# What is required:
Report every line in the records below that holds the word "UploadPolicy".

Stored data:
use std::path::PathBuf;
use std::time::Duration;

use clap::Parser;

use crate::domain::{
    model::FramePolicy,
    upload::{UploadPolicy, DASHBOARD_IMAGE_EXTENSIONS, VIDEO_EXTENSIONS},
};

const DEFAULT_PORT: u16 = 5000;

#[derive(Parser, Debug, Clone)]
#[command(author, version, about)]
pub struct ServerConfig {
    /// Listen address. Defaults to 0.0.0.0 on $PORT (5000 when unset).
    #[arg(long, env = "YOLO_ADDR")]
    pub addr: Option<String>,
    /// Path to the ONNX model, or `stub://` for the built-in test detector.
    #[arg(long, env = "YOLO_MODEL", default_value = "models/best.onnx")]
    pub model: String,
    /// Optional class names file (one per line, or a JSON list/map).
    #[arg(long, env = "YOLO_LABELS")]
    pub labels: Option<PathBuf>,
    /// Directory for uploads while they are processed.
    #[arg(long, env = "YOLO_SCRATCH_DIR", default_value = "uploads")]
    pub scratch_dir: PathBuf,
    /// Directory holding the dashboard page.
    #[arg(long, env = "YOLO_STATIC_DIR", default_value = "static")]
    pub static_dir: PathBuf,
    #[arg(long, env = "YOLO_MAX_UPLOAD_BYTES", default_value_t = 512 * 1024 * 1024)]
    pub max_upload_bytes: usize,
    /// Per-request timeout in seconds; 0 disables it.
    #[arg(long, env = "YOLO_REQUEST_TIMEOUT_SECS", default_value_t = 0)]
    pub request_timeout_secs: u64,
    /// Record failed frames and keep going instead of failing the whole video.
    #[arg(long, env = "YOLO_CONTINUE_ON_FRAME_ERROR")]
    pub continue_on_frame_error: bool,
    /// Extensions accepted by /predict/image, comma separated. Empty accepts any.
    #[arg(long, env = "YOLO_IMAGE_EXTENSIONS", value_delimiter = ',')]
    pub image_extensions: Vec<String>,
    /// Extensions accepted by the video routes, comma separated.
    #[arg(long, env = "YOLO_VIDEO_EXTENSIONS", value_delimiter = ',', default_values_t = VIDEO_EXTENSIONS.map(String::from))]
    pub video_extensions: Vec<String>,
}

impl ServerConfig {
    pub fn listen_addr(&self) -> String {
        if let Some(addr) = &self.addr {
            return addr.clone();
        }
        let port = std::env::var("PORT")
            .ok()
            .and_then(|p| p.parse::<u16>().ok())
            .unwrap_or(DEFAULT_PORT);
        format!("0.0.0.0:{port}")
    }

    pub fn request_timeout(&self) -> Option<Duration> {
        (self.request_timeout_secs > 0).then(|| Duration::from_secs(self.request_timeout_secs))
    }

    pub fn frame_policy(&self) -> FramePolicy {
        FramePolicy { abort_on_frame_error: !self.continue_on_frame_error }
    }

    pub fn image_policy(&self) -> UploadPolicy {
        policy_from(&self.image_extensions)
    }

    pub fn video_policy(&self) -> UploadPolicy {
        policy_from(&self.video_extensions)
    }

    pub fn dashboard_image_policy(&self) -> UploadPolicy {
        UploadPolicy::only(DASHBOARD_IMAGE_EXTENSIONS)
    }
}

fn policy_from(extensions: &[String]) -> UploadPolicy {
    let listed: Vec<&str> = extensions.iter().map(|e| e.trim()).filter(|e| !e.is_empty()).collect();
    if listed.is_empty() {
        UploadPolicy::any()
    } else {
        UploadPolicy::only(listed)
    }
}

# Result:
    upload::{UploadPolicy, DASHBOARD_IMAGE_EXTENSIONS, VIDEO_EXTENSIONS},
    pub fn image_policy(&self) -> UploadPolicy {
    pub fn video_policy(&self) -> UploadPolicy {
    pub fn dashboard_image_policy(&self) -> UploadPolicy {
        UploadPolicy::only(DASHBOARD_IMAGE_EXTENSIONS)
fn policy_from(extensions: &[String]) -> UploadPolicy {
        UploadPolicy::any()
        UploadPolicy::only(listed)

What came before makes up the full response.